Котельников вышел из стайки и раз и другой глубоко вздохнул, но повсюду, ему показалось, воздух уже пропитан был тепловатым, парным запахом мяса...

Там и тут по дворам затравленно огрызались собаки, предсмертным визгом исходили свиньи, беззащитно и коротко взмыкивали бычки, раздавались окрики и слышался хохот, повсюду стали гуще над избами дымки, запылали высокие, из соломы костры посреди огородов, и снег вокруг уже был истоптан, забрызган кровью, залит желтою, словно моча, водой, в которой полоскали кишки да мыли желудки, и чисто белыми остались только неровные островки свежеспущенных, только что вывернутых на изгородях около стаек еще не застывших шкур.

За окнами густо краснел закат, когда в избе у Филипповича тоже загуляли сытые, душноватые запахи поджаренной свеженины... За столом разливали спирт, пробовали тугую, с хрустом капусту. Хозяин не пил, рюмку поднесли Таисье Михайловне, и она чуток посидела, послушала, о чем говорят, побеспокоилась, чтобы все хорошо закусывали.

К столу подошла доживавшая свой век любимица хозяев собака Рыжка, задрала седую морду, виновато посмотрела на Таисью Михайловну, и та всплеснула руками: «Рыжка!.. И тебе не стыдно? Ух ты, бессовестная!..» И Рыжка потупила понимающие глаза, шмыгнула под кровать.

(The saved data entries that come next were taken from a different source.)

//! The singleton house account ("the vault").
//!
//! Taxes, fines, and the lottery house cut accumulate here; vault robberies
//! drain it. The vault is not a special case in the storage layer: it is an
//! ordinary account row addressed by a reserved identity, and every write
//! goes through the same guarded primitives as user accounts.

use crate::store::{Store, Withdrawal};
use pixelvault_types::account::VAULT_NAME;
use pixelvault_types::{EconomyError, UserId};
use tracing::warn;

/// Create the vault row if it does not exist yet.
pub async fn ensure<S: Store>(store: &S) -> Result<(), EconomyError> {
    store.ensure(&UserId::vault(), VAULT_NAME).await?;
    Ok(())
}

pub async fn balance<S: Store>(store: &S) -> Result<u64, EconomyError> {
    Ok(store
        .get(&UserId::vault())
        .await?
        .map(|account| account.wallet)
        .unwrap_or(0))
}

/// Credit `amount` to the vault. Zero amounts are a no-op.
pub async fn deposit<S: Store>(store: &S, amount: u64) -> Result<u64, EconomyError> {
    if amount == 0 {
        return Ok(0);
    }
    ensure(store).await?;
    store
        .apply_if(&UserId::vault(), |vault| {
            vault.wallet = vault.wallet.saturating_add(amount);
            Ok(())
        })
        .await?;
    Ok(amount)
}

/// Record a tax/fine deposit after the primary transaction already
/// committed. Failures here must never roll that transaction back, so they
/// are logged and swallowed.
pub async fn deposit_non_critical<S: Store>(store: &S, amount: u64) {
    if let Err(reason) = deposit(store, amount).await {
        warn!(%reason, amount, "failed to record vault deposit");
    }
}

/// Withdraw up to `want`, capped at the vault's current balance.
pub async fn withdraw_up_to<S: Store>(store: &S, want: u64) -> Result<Withdrawal, EconomyError> {
    ensure(store).await?;
    store.withdraw_up_to(&UserId::vault(), want).await
}

#[cfg(test)]
mod tests {
    use super::*;
    use crate::store::MemoryStore;

    #[tokio::test]
    async fn deposit_creates_vault_lazily() {
        let store = MemoryStore::new();
        assert_eq!(balance(&store).await.unwrap(), 0);
        assert_eq!(deposit(&store, 250).await.unwrap(), 250);
        assert_eq!(balance(&store).await.unwrap(), 250);
    }

    #[tokio::test]
    async fn zero_deposit_is_noop() {
        let store = MemoryStore::new();
        assert_eq!(deposit(&store, 0).await.unwrap(), 0);
        assert!(store.get(&UserId::vault()).await.unwrap().is_none());
    }

    #[tokio::test]
    async fn withdrawal_never_goes_negative() {
        let store = MemoryStore::new();
        deposit(&store, 100).await.unwrap();
        let out = withdraw_up_to(&store, 1_000).await.unwrap();
        assert_eq!(out.withdrawn, 100);
        assert_eq!(out.remaining, 0);
        assert_eq!(balance(&store).await.unwrap(), 0);
    }
}
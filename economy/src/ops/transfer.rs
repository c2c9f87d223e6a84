//! Taxed transfers between two accounts.
//!
//! Both rows are updated inside one guarded pair step. When the destination
//! is a bank with limited capacity, the gross is recomputed so the net
//! amount exactly fills the remaining space (inverting the tax formula and
//! rounding the required gross up), and sender affordability is re-verified
//! against the adjusted gross.

use crate::amount::AmountSpec;
use crate::store::Store;
use crate::tax::{compute_tax, gross_for_net};
use crate::vault;
use pixelvault_types::{BalanceKind, EconomyError, UserId};

#[derive(Clone, Debug, PartialEq, Eq)]
pub struct TransferOutcome {
    pub gross: u64,
    pub tax: u64,
    pub net: u64,
    pub source: BalanceKind,
    pub dest: BalanceKind,
    pub sender_balance: u64,
    pub recipient_balance: u64,
}

pub async fn send<S: Store>(
    store: &S,
    sender: &UserId,
    sender_name: &str,
    recipient: &UserId,
    recipient_name: &str,
    amount: AmountSpec,
    source: BalanceKind,
    dest: BalanceKind,
) -> Result<TransferOutcome, EconomyError> {
    if sender == recipient {
        return Err(EconomyError::SelfTarget);
    }
    if recipient.is_vault() {
        return Err(EconomyError::IneligibleTarget);
    }

    let sender_row = store.ensure(sender, sender_name).await?;
    store.ensure(recipient, recipient_name).await?;

    let requested = amount.resolve(sender_row.balance(source));
    if requested == 0 {
        return Err(EconomyError::InvalidAmount);
    }

    let (sender_row, recipient_row, (gross, tax, net)) = store
        .apply_pair_if(sender, recipient, |from, to| {
            let available = from.balance(source);
            if available < requested {
                return Err(EconomyError::InsufficientFunds {
                    needed: requested,
                    available,
                });
            }

            let mut gross = requested;
            let mut tax = compute_tax(gross);
            let mut net = gross - tax;

            if dest == BalanceKind::Bank {
                let space = to.bank_space();
                if space == 0 {
                    return Err(EconomyError::BankFull { space: 0 });
                }
                if net > space {
                    // Refit: find the minimal gross whose net exactly fills
                    // the remaining capacity.
                    gross = gross_for_net(space);
                    tax = compute_tax(gross);
                    let mut refit_net = gross - tax;
                    if refit_net > space {
                        gross -= 1;
                        tax = compute_tax(gross);
                        refit_net = gross - tax;
                    }
                    net = refit_net;
                    if net == 0 {
                        return Err(EconomyError::BankFull { space });
                    }
                    if available < gross {
                        return Err(EconomyError::InsufficientFunds {
                            needed: gross,
                            available,
                        });
                    }
                }
            }

            *from.balance_mut(source) -= gross;
            let credited = to.balance(dest).saturating_add(net);
            *to.balance_mut(dest) = credited;
            Ok((gross, tax, net))
        })
        .await?;

    // Bookkeeping side effect; the principal transfer is already committed.
    if tax > 0 {
        vault::deposit_non_critical(store, tax).await;
    }

    Ok(TransferOutcome {
        gross,
        tax,
        net,
        source,
        dest,
        sender_balance: sender_row.balance(source),
        recipient_balance: recipient_row.balance(dest),
    })
}
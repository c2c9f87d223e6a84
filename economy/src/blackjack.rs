//! Turn-based blackjack.
//!
//! Lifecycle: dealing -> player turn -> dealer turn -> settled. The bet is
//! debited up front under a wallet guard; settlement performs exactly one
//! credit. The per-user "one active game" set is an in-memory fast path;
//! the money invariants are enforced by the storage guards, so losing this
//! set on restart can never double-debit or double-credit.
//!
//! Payouts: natural blackjack 3:2, normal win 1:1 on the full stake, push
//! refunds the stake, a loss forfeits it. The coin multiplier scales the
//! profit portion only.
//!
//! A wall-clock deadline resolves an abandoned player turn as an implicit
//! stand; late timer firings after settlement are no-ops.

use crate::amount::AmountSpec;
use crate::cards::{fresh_deck, hand_value, is_blackjack};
use crate::ops::scaled_profit;
use crate::store::Store;
use pixelvault_types::{EconomyError, UserId};
use rand::Rng;
use std::collections::HashMap;
use tokio::sync::Mutex;
use tracing::debug;

/// How long the seated player has before the game stands for them.
pub const TURN_TIMEOUT_MS: u64 = 60_000;

/// Dealer draws to 17 and redraws a soft 17.
const DEALER_STAND: u8 = 17;

#[derive(Clone, Copy, Debug, PartialEq, Eq)]
pub enum Action {
    Hit,
    Stand,
    Double,
}

#[derive(Clone, Copy, Debug, PartialEq, Eq)]
pub enum Settlement {
    Blackjack,
    Win,
    Push,
    Lose,
}

#[derive(Clone, Debug)]
struct Game {
    deck: Vec<u8>,
    player: Vec<u8>,
    dealer: Vec<u8>,
    bet: u64,
    stake: u64,
    can_double: bool,
    deadline_ms: u64,
}

impl Game {
    fn draw(&mut self) -> u8 {
        self.deck
            .pop()
            .expect("a single-seat game cannot exhaust a 52-card deck")
    }
}

/// Snapshot of an in-flight game for the presentation layer. Only the
/// dealer's upcard is exposed before the dealer turn.
#[derive(Clone, Debug, PartialEq, Eq)]
pub struct GameView {
    pub player: Vec<u8>,
    pub player_total: u8,
    pub dealer_upcard: u8,
    pub bet: u64,
    pub stake: u64,
    pub can_double: bool,
    pub deadline_ms: u64,
}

«Умная собачка, — одобрил Прохорцев, тяжело работая мощными челюстями. — А ну-ка... Рыжка, Рыжка!..» Собака вылезла из-под кровати, подняла морду, и он, наклонившись над ней налитыми свинцом глазами, густо сказал: «Тебе не стыдно?! Ух ты, бессовестная!» Собака спряталась опять, но теперь пристыдить ее захотелось Финкелю, потом поочередно срамили ее оба эти, из главка, потом опять Прохорцев, шофер и опять Финкель, пока Рыжка в конце концов не перестала вылезать из-под кровати.